According to the variation partitioning analysis, the total explained variance of climate factors to ABGD, BGCD, SOCD and ETCD were higher than soil properties (Fig. 7), and ETCD were dependent on MAT and MAP (p < 0.01). Moreover, the biogeographical pattern of ecosystem C density coincide with temperature and precipitation distribution patterns (Fig. 2), supporting our hypothesis that there was a critical role of climate factors in shaping the distribution of ecosystem C densities. Specially, climate factors influence ecosystem C accumulation by biotic processes related to vegetation productivity and organic matter decomposition [3, 14, 78, 79]. These results also indicated the control of climate factors on ecosystem C density, supporting the results from Tang et al. [6] who revealed the intimate correlation between C density and climate: it reduced with temperature but increased with precipitation in China.

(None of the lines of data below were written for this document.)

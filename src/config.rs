//! Where tasktree keeps its data.
//!
//! The task file is taken from `--db` (or `TASKTREE_DB`); without one it lives
//! at `~/.tasktree/tasks.json`. The data directory is created on demand.

use std::path::{Path, PathBuf};

use crate::error::{Error, Result};

pub const DATA_DIR_NAME: &str = ".tasktree";
pub const DEFAULT_DB_FILE: &str = "tasks.json";
pub const LOG_FILE: &str = "tasktree.log";

/// Resolved locations for one run.
#[derive(Debug, Clone, PartialEq)]
pub struct Config {
    pub db_path: PathBuf,
    pub data_dir: PathBuf,
}

impl Config {
    /// Resolve paths from an explicit task file, falling back to `home`.
    pub fn resolve(db: Option<&Path>, home: Option<&Path>) -> Result<Self> {
        let config = match db {
            Some(db_path) => {
                if db_path.as_os_str().is_empty() {
                    return Err(Error::InvalidArgument("--db path is empty".into()));
                }
                let data_dir = db_path
                    .parent()
                    .filter(|p| !p.as_os_str().is_empty())
                    .unwrap_or_else(|| Path::new("."))
                    .to_path_buf();
                Config {
                    db_path: db_path.to_path_buf(),
                    data_dir,
                }
            }
            None => {
                let data_dir = home.unwrap_or_else(|| Path::new(".")).join(DATA_DIR_NAME);
                Config {
                    db_path: data_dir.join(DEFAULT_DB_FILE),
                    data_dir,
                }
            }
        };
        Ok(config)
    }

    /// Resolve against `$HOME`.
    pub fn from_env(db: Option<&Path>) -> Result<Self> {
        let home = std::env::var_os("HOME").map(PathBuf::from);
        Self::resolve(db, home.as_deref())
    }

    /// Create the data directory if it does not exist yet.
    pub fn ensure_data_dir(&self) -> Result<()> {
        std::fs::create_dir_all(&self.data_dir).map_err(|source| Error::StoreUnavailable {
            path: self.data_dir.clone(),
            source,
        })
    }

    /// File the dashboard logs to, since stderr belongs to the terminal UI.
    pub fn log_path(&self) -> PathBuf {
        self.data_dir.join(LOG_FILE)
    }
}
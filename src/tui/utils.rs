//! Layout helpers for the terminal user interface.

use ratatui::layout::{Constraint, Direction, Layout, Rect};

/// A rectangle of `percent_x` by `percent_y` centred in `r`.
pub fn centered_rect(percent_x: u16, percent_y: u16, r: Rect) -> Rect {
    let vertical = Layout::default()
        .direction(Direction::Vertical)
        .constraints([
            Constraint::Percentage((100 - percent_y) / 2),
            Constraint::Percentage(percent_y),
            Constraint::Percentage((100 - percent_y) / 2),
        ])
        .split(r);

    Layout::default()
        .direction(Direction::Horizontal)
        .constraints([
            Constraint::Percentage((100 - percent_x) / 2),
            Constraint::Percentage(percent_x),
            Constraint::Percentage((100 - percent_x) / 2),
        ])
        .split(vertical[1])[1]
}

#[cfg(test)]
mod tests {
    use super::*;

    #[test]
    fn test_centered_rect_stays_inside() {
        let outer = Rect::new(0, 0, 100, 50);
        let inner = centered_rect(50, 20, outer);
        assert!(inner.x >= 25 && inner.right() <= 75);
        assert!(inner.y >= outer.y && inner.bottom() <= outer.bottom());
        assert_eq!(inner.width, 50);
    }
}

According to structural equation models, MAT exerted relatively large, direct, and negative effects on SOC stock (Fig. 8). MAT in this region decreased from the southeast to the northwest, and lower MAT reduced SOC turnover rates, causing an increase of SOC [16, 36]. By contrast, higher MAT led to the faster SOC decomposition [80]. Generally, SOCD increased with MAP from the southeast to the northwest across the research area, because the higher MAP led to the higher soil moisture, which increases microbial metabolic activities and enzymatic activities, and thus formed relatively high SOC  [36]. At specific precipitation level, SOCD reduced with MAP mainly because of the growing of soil respiration [81]. Nevertheless, MAT might increase SOC and offset the precipitation’s positive effect, which was obvious in farmland and grassland (Fig. 8). Similar, MAP was strongly related to AGCD, therefore counteracting the decreasing effect against SOCD. Comparatively, AGCD decreased with MAT in all ecosystem types, thus offsetting the increasing effect on SOCD, and finally generating the decreasing effect on ETCD, except for farmland.

5 Conclusions

The large-scale ecosystem C stocks and their driving factors were studied by the widespread field sampling across the Loess Plateau, to fill major gaps and uncertainties in the C stock estimations. The total ecosystem C stock was 2.8 Pg, among which 30% was stored in soil (0–20 cm), 53% in above-ground biomass, and 17% in below-ground biomass. Ecosystem C density decreased with MAT, while increased with MAP. In detail, climate factors (MAP, MAT) explained 59%, 56%, 66% and 64% of the total variance, while soil properties explained 41%, 44%, 34% and 36% of the total variance of above-ground C density, below-ground C density, SOC density, and total ecosystem C density, respectively. The findings supported the theoretical forecasts that on similar soils parent materials the large-scale patterns for ecosystem C density mainly come under climate control.